When people who want more government regulations argue in favor of a new mandate on employers, they usually say, “Well, one more rule won’t break the bank.” However, seemingly harmless regulations have a cumulative effect that eventually cripple employers and prevent entrepreneurs from creating the jobs needed to fix our weak economy.

Just ask Fred DeLuca, founder and CEO of the Subway sandwich chain. In a recent interview, DeLuca said, “If I started Subway today, Subway would not exist.” DeLuca said the environment for entrepreneurs has “continuously gotten worse because there are more and more regulations. It’s tough for people to get into business, especially a small business.” Around here, it’s even tougher to stay in business. Washington has one of the highest business failure rates in the nation.
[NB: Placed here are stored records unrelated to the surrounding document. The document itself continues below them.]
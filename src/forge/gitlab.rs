//! GitLab project search.

use serde::Deserialize;

use super::ForgeError;
use crate::model::RepoLocation;

const PER_PAGE: u32 = 100;

/// Lists group projects of a GitLab instance.
pub struct GitlabClient {
    base_url: String,
    token: String,
    work_dir: String,
    http: reqwest::blocking::Client,
}

/// Filters applied while listing projects.
#[derive(Clone, Debug, Default)]
pub struct GitlabFetchOptions {
    /// Namespace names to skip entirely.
    pub exclude_namespaces: Vec<String>,
    /// `namespace/project` paths to skip.
    pub exclude_projects: Vec<String>,
    /// Server-side project search string.
    pub search: String,
}

#[derive(Debug, Deserialize)]
struct GlProject {
    ssh_url_to_repo: String,
    web_url: String,
    path_with_namespace: String,
    namespace: GlNamespace,
}

#[derive(Debug, Deserialize)]
struct GlNamespace {
    name: String,
    kind: String,
}

impl GitlabClient {
    /// # Errors
    /// [`ForgeError::Client`] when the HTTP client cannot be built.
    pub fn new(base_url: &str, token: &str, work_dir: &str) -> Result<Self, ForgeError> {
        Ok(Self {
            base_url: base_url.trim_end_matches('/').to_owned(),
            token: token.to_owned(),
            work_dir: work_dir.to_owned(),
            http: super::blocking_client()?,
        })
    }

    /// All group projects visible to the token, minus the excluded
    /// namespaces and projects.
    ///
    /// # Errors
    /// [`ForgeError::Http`] on transport or non-2xx responses.
    pub fn group_projects(
        &self,
        options: &GitlabFetchOptions,
    ) -> Result<Vec<RepoLocation>, ForgeError> {
        let url = format!("{}/api/v4/projects", self.base_url);
        let mut out = Vec::new();
        for page in 1.. {
            let mut query = vec![
                ("simple".to_owned(), "true".to_owned()),
                ("per_page".to_owned(), PER_PAGE.to_string()),
                ("page".to_owned(), page.to_string()),
            ];
            if !options.search.is_empty() {
                query.push(("search".to_owned(), options.search.clone()));
            }
            let mut request = self.http.get(&url).query(&query);
            if !self.token.is_empty() {
                request = request.header("PRIVATE-TOKEN", &self.token);
            }
            let projects: Vec<GlProject> = request.send()?.error_for_status()?.json()?;
            if projects.is_empty() {
                break;
            }
            for project in projects {
                if project.namespace.kind != "group" {
                    continue;
                }
                if options
                    .exclude_namespaces
                    .iter()
                    .any(|n| n == &project.namespace.name)
                {
                    continue;
                }
                if options
                    .exclude_projects
                    .iter()
                    .any(|p| p == &project.path_with_namespace)
                {
                    continue;
                }
                out.push(RepoLocation {
                    url: project.web_url,
                    clone_url: project.ssh_url_to_repo,
                    data_path: self.work_dir.clone(),
                    repo_path: project.path_with_namespace,
                });
            }
        }
        Ok(out)
    }
}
DeLuca knows a thing or two about starting a small business. In 1965, at age 17, he opened his first sandwich shop with just his entrepreneurial spirit and a $1,000 loan. Today there are over 38,900 Subway stores in 100 countries that generate $9 billion in annual sales and employ close to half a million people.

The fact DeLuca says he could not replicate that success in today’s business environment because of the “continuous increase in regulations” should give pause to anyone who supports creating new jobs. It is ironic that while Gov. Inslee and lawmakers from both parties tout job creation as their top priority, the Legislature considers a bill that would do the opposite, creating more obstacles for our state’s entrepreneurs.
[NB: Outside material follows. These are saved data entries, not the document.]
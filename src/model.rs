//! Pipeline vocabulary — the records that flow between scanner components.
//!
//! `Diff`s are produced by the scan manager, fanned out to the analyzers,
//! and discarded; findings (`Leak`, `VulnerableDependency`) flow to the
//! notification router; `Repo` and its sub-records are the scheduling and
//! persistence unit.

use std::fmt;
use std::sync::Arc;

use chrono::{DateTime, Utc};
use leakhound_git::DiffChunk;
use serde::{Deserialize, Serialize};

// ---------------------------------------------------------------------------
// Diff
// ---------------------------------------------------------------------------

/// One contiguous added-text region within one file of one commit, wrapped
/// with repository identity. Created by the scan manager, treated as
/// read-only by every analyzer (workers share one `Arc<Diff>`).
#[derive(Clone, Debug)]
pub struct Diff {
    /// Hex id of the commit that introduced the text.
    pub commit_hash: String,
    /// Canonical repository URL.
    pub repo_url: String,
    /// On-disk directory of the checkout, relative to its data path.
    pub repo_path: String,
    /// Path of the file within the repository.
    pub file_path: String,
    /// 1-based first added line; `0` when unattributable.
    pub line_begin: u32,
    /// The added text, newline-separated.
    pub content: String,
    /// Commit author name.
    pub author: String,
    /// Commit author email.
    pub author_email: String,
    /// Author timestamp of the commit.
    pub timestamp: DateTime<Utc>,
}

impl Diff {
    /// Attach repository identity to a chunk coming out of the adapter.
    #[must_use]
    pub fn from_chunk(chunk: DiffChunk, repo_url: &str, repo_path: &str) -> Self {
        Self {
            commit_hash: chunk.commit_id,
            repo_url: repo_url.to_owned(),
            repo_path: repo_path.to_owned(),
            file_path: chunk.file_path,
            line_begin: chunk.begin_line,
            content: chunk.content,
            author: chunk.author,
            author_email: chunk.author_email,
            timestamp: chunk.timestamp,
        }
    }
}

// ---------------------------------------------------------------------------
// Leak
// ---------------------------------------------------------------------------

/// A confirmed pattern match on one line of a [`Diff`]. Never mutated after
/// creation; emitted exactly once.
#[derive(Clone, Debug, PartialEq, Eq, Serialize, Deserialize)]
pub struct Leak {
    #[serde(rename = "pattern_name")]
    pub pattern_name: String,
    /// Source text of the content regex that matched.
    #[serde(rename = "pattern")]
    pub pattern_regex: String,
    #[serde(rename = "filepath")]
    pub file_path: String,
    #[serde(rename = "repo_path")]
    pub repo_path: String,
    /// The matching line, at most 1024 characters, whitespace preserved.
    #[serde(rename = "leak")]
    pub leak_string: String,
    #[serde(rename = "repo_url")]
    pub repo_url: String,
    #[serde(rename = "commit")]
    pub commit_hash: String,
    #[serde(rename = "ts")]
    pub timestamp: DateTime<Utc>,
    /// 1-based line number in the file; `0` when unattributable.
    #[serde(rename = "line")]
    pub line: u32,
    #[serde(rename = "author")]
    pub commit_author: String,
    #[serde(rename = "email")]
    pub commit_email: String,
}

// ---------------------------------------------------------------------------
// Dependencies and vulnerabilities
// ---------------------------------------------------------------------------

/// Package URL — the canonical identity of a declared dependency.
///
/// Renders as `pkg:ecosystem/name@version`, the coordinate format used by
/// vulnerability catalogs.
#[derive(Clone, Debug, PartialEq, Eq, Hash)]
pub struct Purl {
    /// Ecosystem type (`npm`, `pypi`, `cargo`, ...).
    pub ecosystem: String,
    pub name: String,
    pub version: String,
}

impl fmt::Display for Purl {
    fn fmt(&self, f: &mut fmt::Formatter<'_>) -> fmt::Result {
        write!(f, "pkg:{}/{}@{}", self.ecosystem, self.name, self.version)
    }
}

/// One declared package reference, tied to the diff it was parsed from.
#[derive(Clone, Debug)]
pub struct Dependency {
    pub purl: Purl,
    pub diff: Arc<Diff>,
}

/// A catalog entry describing one known vulnerability.
#[derive(Clone, Debug, PartialEq, Serialize, Deserialize)]
pub struct Vulnerability {
    /// Catalog label (e.g. `"Sonatype OSS Index"`). Display only.
    pub source: String,
    pub id: String,
    pub title: String,
    pub description: String,
    pub cvss_score: f32,
    pub cvss_vector: String,
    pub cwe: String,
    pub cve: String,
    pub reference: String,
    #[serde(default)]
    pub version_ranges: Vec<String>,
}

/// All surviving vulnerabilities of one dependency, aggregated by PURL.
#[derive(Clone, Debug, PartialEq, Serialize, Deserialize)]
pub struct VulnerableDependency {
    pub vulnerabilities: Vec<Vulnerability>,
    #[serde(rename = "dependency")]
    pub dependency_name: String,
    pub version: String,
    #[serde(rename = "filepath")]
    pub file_path: String,
    #[serde(rename = "repo_path")]
    pub repo_path: String,
    #[serde(rename = "repo_url")]
    pub repo_url: String,
    #[serde(rename = "commit")]
    pub commit_hash: String,
    #[serde(rename = "ts")]
    pub timestamp: DateTime<Utc>,
    #[serde(rename = "author")]
    pub commit_author: String,
    #[serde(rename = "email")]
    pub commit_email: String,
}

// ---------------------------------------------------------------------------
// Findings
// ---------------------------------------------------------------------------

/// A routed finding: either a leak or a vulnerable dependency. Sinks declare
/// which variants they handle via `accepts`.
#[derive(Clone, Debug)]
pub enum Finding {
    Leak(Leak),
    Exposure(VulnerableDependency),
}

impl Finding {
    /// The repository this finding belongs to.
    #[must_use]
    pub fn repo_url(&self) -> &str {
        match self {
            Self::Leak(leak) => &leak.repo_url,
            Self::Exposure(dep) => &dep.repo_url,
        }
    }
}

// ---------------------------------------------------------------------------
// Repo — the scheduling unit
// ---------------------------------------------------------------------------

/// Where a repository lives. `url` is the identity key across the repo list
/// and the state store.
#[derive(Clone, Debug, Default, PartialEq, Eq, Hash)]
pub struct RepoLocation {
    pub url: String,
    pub clone_url: String,
    /// Parent directory on local disk holding all checkouts.
    pub data_path: String,
    /// Checkout directory relative to `data_path`.
    pub repo_path: String,
}

/// Per-repository adapter permissions.
#[derive(Clone, Copy, Debug, Default)]
pub struct RepoOptions {
    /// Whether the adapter may clone or fetch. `false` for on-disk sources.
    pub allow_update: bool,
}

/// Commits whose ancestry has already been scanned. Grows monotonically
/// between successful scans.
#[derive(Clone, Debug, Default)]
pub struct RepoState {
    pub refs: Vec<String>,
}

/// Timing and outcome of the most recent scan. `start_time == None` means
/// the repository has never been scanned.
#[derive(Clone, Copy, Debug, Default, PartialEq, Eq)]
pub struct ScanStatus {
    pub start_time: Option<DateTime<Utc>>,
    pub end_time: Option<DateTime<Utc>>,
    pub success: bool,
}

/// The scheduling unit: location, permissions, persistent state, and the
/// latest scan status.
#[derive(Clone, Debug, Default)]
pub struct Repo {
    pub options: RepoOptions,
    pub location: RepoLocation,
    pub state: RepoState,
    pub scan: ScanStatus,
}

// ---------------------------------------------------------------------------
// RepoStats
// ---------------------------------------------------------------------------

/// Running per-repository counters, mutated only by the stats coalescer.
#[derive(Clone, Copy, Debug, Default, PartialEq, Eq, Serialize)]
pub struct RepoStats {
    pub leaks_found: u64,
    pub leaks_filtered: u64,
    pub vulnerabilities_found: u64,
    pub vulnerabilities_suppressed: u64,
}

#[cfg(test)]
mod tests {
    use super::*;

    #[test]
    fn purl_coordinate_format() {
        let purl = Purl {
            ecosystem: "npm".to_owned(),
            name: "left-pad".to_owned(),
            version: "1.3.0".to_owned(),
        };
        assert_eq!(purl.to_string(), "pkg:npm/left-pad@1.3.0");
    }

    #[test]
    fn leak_serializes_with_wire_names() {
        let leak = Leak {
            pattern_name: "pw".to_owned(),
            pattern_regex: "password=".to_owned(),
            file_path: "x.conf".to_owned(),
            repo_path: "org/repo".to_owned(),
            leak_string: "password=abc".to_owned(),
            repo_url: "https://example.com/org/repo".to_owned(),
            commit_hash: "deadbeef".to_owned(),
            timestamp: Utc::now(),
            line: 3,
            commit_author: "Alice".to_owned(),
            commit_email: "alice@example.com".to_owned(),
        };
        let json = serde_json::to_value(&leak).expect("serialize");
        assert_eq!(json["pattern_name"], "pw");
        assert_eq!(json["leak"], "password=abc");
        assert_eq!(json["filepath"], "x.conf");
        assert_eq!(json["commit"], "deadbeef");
        assert_eq!(json["line"], 3);
        assert_eq!(json["email"], "alice@example.com");
    }
}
The bill would require employees to be paid up to 24 weeks of family and medical leave a year. Workers could collect up to $1,000 per week of paid leave, or $24,000 a year, and each year that amount would automatically increase with inflation. The mandatory paid leave program would be funded by a new payroll tax on employers and workers.

Predictably, supporters of paid family and medical leave argue the new regulation wouldn’t cost employers much. They say the paid leave tax would be “just” .2 percent of wages beginning in 2014. They don’t say the tax would double to .4 percent of wages in 2016, after which the tax would be adjusted every year by state bureaucrats to whatever rate they think is needed to keep the program running. The real tax burden is unknown, but chances are it would rise far beyond official estimates, since the costs of government programs nearly always far outstrip their original estimates. According to the state, employers and workers would pay at least $825 million in new taxes in just the first five years.
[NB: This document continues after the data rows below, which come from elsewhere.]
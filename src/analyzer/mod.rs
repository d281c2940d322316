//! The analyzer dispatcher: worker pools, rule-set hot swap, statistics.
//!
//! The incoming diff stream is duplicated to the leak and dependency
//! stages; each stage runs `workers` threads. Rule sets live behind a
//! single snapshot handle so a config reload swaps them atomically without
//! restarting any worker. One coalescer thread owns all statistics.

mod deps;
mod fanout;
mod leaks;
mod stats;
mod vulns;
mod worker;

pub use deps::{DepEntry, ManifestKind, ManifestParseError};
pub use stats::StatsEvent;

use std::sync::{Arc, RwLock};
use std::thread::JoinHandle;

use crossbeam_channel::{bounded, Receiver, Sender};
use tracing::{debug, info};

use crate::config::Config;
use crate::matching::{compile_rules, CompiledRules, MatchError};
use crate::metrics::MetricsRegistry;
use crate::model::{Diff, Leak, RepoStats, VulnerableDependency};
use crate::ossindex::OssIndexClient;
use crate::shutdown::Shutdown;

use self::deps::DepsAnalyzer;
use self::leaks::LeakAnalyzer;
use self::stats::StatsCounters;
use self::vulns::VulnSearcher;
use self::worker::run_diff_worker;

/// Capacity of each duplicated diff channel.
const DUPLICATE_BUFFER: usize = 200;
/// Capacity of the parsed-dependency channel feeding the batchers.
const DEPS_BUFFER: usize = 100;
/// Capacity of the statistics event channel.
const STATS_BUFFER: usize = 256;

// ---------------------------------------------------------------------------
// RulesHandle
// ---------------------------------------------------------------------------

/// Shared snapshot handle over the compiled rule sets.
///
/// Workers call [`current`](Self::current) once per diff and keep that
/// snapshot for the whole evaluation; [`replace`](Self::replace) swaps the
/// snapshot as a whole, so readers observe either the old or the new set,
/// never a mix.
#[derive(Clone)]
pub struct RulesHandle(Arc<RwLock<Arc<CompiledRules>>>);

impl RulesHandle {
    #[must_use]
    pub fn new(rules: CompiledRules) -> Self {
        Self(Arc::new(RwLock::new(Arc::new(rules))))
    }

    /// # Panics
    ///
    /// Panics if the rules lock is poisoned.
    #[must_use]
    pub fn current(&self) -> Arc<CompiledRules> {
        Arc::clone(&self.0.read().expect("rules handle poisoned"))
    }

    /// # Panics
    ///
    /// Panics if the rules lock is poisoned.
    pub fn replace(&self, rules: CompiledRules) {
        *self.0.write().expect("rules handle poisoned") = Arc::new(rules);
    }
}

// ---------------------------------------------------------------------------
// StatsProbe
// ---------------------------------------------------------------------------

/// Cheap handle for statistics snapshots (status ticker, diagnostics).
#[derive(Clone)]
pub struct StatsProbe {
    stats_tx: Sender<StatsEvent>,
}

impl StatsProbe {
    /// Current counters for `repo_url`; zero values when unknown or when
    /// the coalescer is gone.
    #[must_use]
    pub fn status(&self, repo_url: &str) -> RepoStats {
        let (reply_tx, reply_rx) = bounded(1);
        if self
            .stats_tx
            .send(StatsEvent::Query {
                repo_url: repo_url.to_owned(),
                reply: reply_tx,
            })
            .is_err()
        {
            return RepoStats::default();
        }
        reply_rx.recv().unwrap_or_default()
    }
}

// ---------------------------------------------------------------------------
// AnalyzerDispatcher
// ---------------------------------------------------------------------------

/// Owns the analyzer worker pools and the stats coalescer.
pub struct AnalyzerDispatcher {
    rules: RulesHandle,
    stats_tx: Sender<StatsEvent>,
    shutdown: Shutdown,
    threads: Vec<JoinHandle<()>>,
}

impl AnalyzerDispatcher {
    /// Compile the rule sets and spawn the pipeline threads.
    ///
    /// # Errors
    /// [`MatchError`] when any configured regex fails to compile; nothing
    /// is spawned in that case.
    pub fn start(
        config: &Config,
        diff_rx: Receiver<Arc<Diff>>,
        leak_tx: Sender<Leak>,
        vulns_tx: Sender<VulnerableDependency>,
        metrics: &MetricsRegistry,
    ) -> Result<Self, MatchError> {
        let client = OssIndexClient::new(
            &config.exposures.oss_index_user,
            &config.exposures.oss_index_password,
        );
        Self::start_with_client(config, diff_rx, leak_tx, vulns_tx, metrics, client)
    }

    /// [`start`](Self::start) with an injected catalog client (tests,
    /// mirrors).
    ///
    /// # Errors
    /// Same as [`start`](Self::start).
    pub fn start_with_client(
        config: &Config,
        diff_rx: Receiver<Arc<Diff>>,
        leak_tx: Sender<Leak>,
        vulns_tx: Sender<VulnerableDependency>,
        metrics: &MetricsRegistry,
        client: OssIndexClient,
    ) -> Result<Self, MatchError> {
        let rules = RulesHandle::new(compile_rules(config)?);
        let workers = config.common.worker_count();
        let shutdown = Shutdown::new();
        let mut threads = Vec::new();

        let (stats_tx, stats_rx) = bounded(STATS_BUFFER);
        let counters = StatsCounters {
            leaks: metrics.counter("leaks.found"),
            vulnerabilities: metrics.counter("vulnerabilities.found"),
        };
        let coalescer_dying = shutdown.subscribe();
        threads.push(std::thread::spawn(move || {
            stats::run_coalescer(&stats_rx, coalescer_dying.receiver(), &counters);
        }));

        let (leaks_rx, deps_diff_rx, fanout_handle) = fanout::duplicate(
            diff_rx,
            DUPLICATE_BUFFER,
            shutdown.subscribe().receiver().clone(),
        );
        threads.push(fanout_handle);

        let (deps_tx, deps_rx) = bounded(DEPS_BUFFER);
        let client = Arc::new(client);

        for _ in 0..workers {
            let analyzer = LeakAnalyzer {
                leak_tx: leak_tx.clone(),
                stats_tx: stats_tx.clone(),
                rules: rules.clone(),
            };
            let rx = leaks_rx.clone();
            let dying = shutdown.subscribe();
            threads.push(std::thread::spawn(move || {
                run_diff_worker(&rx, dying.receiver(), analyzer);
            }));

            let parser = DepsAnalyzer {
                deps_tx: deps_tx.clone(),
            };
            let rx = deps_diff_rx.clone();
            let dying = shutdown.subscribe();
            threads.push(std::thread::spawn(move || {
                run_diff_worker(&rx, dying.receiver(), parser);
            }));

            let searcher = VulnSearcher {
                vulns_tx: vulns_tx.clone(),
                stats_tx: stats_tx.clone(),
                client: Arc::clone(&client),
                rules: rules.clone(),
            };
            let rx = deps_rx.clone();
            let dying = shutdown.subscribe();
            threads.push(std::thread::spawn(move || {
                vulns::run_batch_worker(&rx, dying.receiver(), &searcher);
            }));
        }
        // The workers hold the only remaining clones: the deps channel
        // closes once every parse worker is gone.
        drop(deps_tx);

        info!(workers, "analyzer dispatcher started");
        Ok(Self {
            rules,
            stats_tx,
            shutdown,
            threads,
        })
    }

    /// Swap the rule sets without touching the workers.
    ///
    /// # Errors
    /// [`MatchError`] when the new rules do not compile; the previous rule
    /// sets stay in effect.
    pub fn update(&self, config: &Config) -> Result<(), MatchError> {
        let rules = compile_rules(config)?;
        info!(
            patterns = rules.patterns.len(),
            filters = rules.filters.len(),
            suppressions = rules.suppressions.len(),
            "rule sets loaded"
        );
        self.rules.replace(rules);
        Ok(())
    }

    /// Statistics snapshot for one repository.
    #[must_use]
    pub fn status(&self, repo_url: &str) -> RepoStats {
        self.probe().status(repo_url)
    }

    /// A cloneable handle for status readers on other threads.
    #[must_use]
    pub fn probe(&self) -> StatsProbe {
        StatsProbe {
            stats_tx: self.stats_tx.clone(),
        }
    }

    /// Signal every worker and wait for them.
    pub fn stop(mut self) {
        self.shutdown.signal();
        for handle in self.threads.drain(..) {
            let _ = handle.join();
        }
        debug!("analyzer dispatcher stopped");
    }
}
The real problem is not the cost of any one regulation. As DeLuca points out, it’s the accumulation of “more and more regulations.” The compounded cost of all government regulations is already taking a toll on employers. State officials have increased workers’ compensation taxes 66 percent over the last decade. We have the nation’s 5th highest unemployment insurance taxes and the highest minimum wage, all of which adds to the impact of a new regulation.

The way to encourage job growth is not to burden employers and discourage entrepreneurs with more mandates and taxes. Too many entrepreneurs are already unable to bring their business dreams to fruition, and existing businesses are at their breaking point.

It’s easy for lawmakers and activists to appear generous when they want to make others pay for it, and it’s hypocritical and mean-spirited to say you’re all for jobs while making job-creation harder. Washington lawmakers should not continue to pile “more and more regulations” on job creators with paid family and medical leave, and then claim that helping the unemployed is their first concern.

Erin Shannon is the director of Washington Policy Center’s Center for Small Business. Before joining WPC, she was the public relations director of Washington state’s largest pro-small business trade association, and was formerly a Legislative correspondent for U.S. Congressman Randy Tate in Washington, D.C.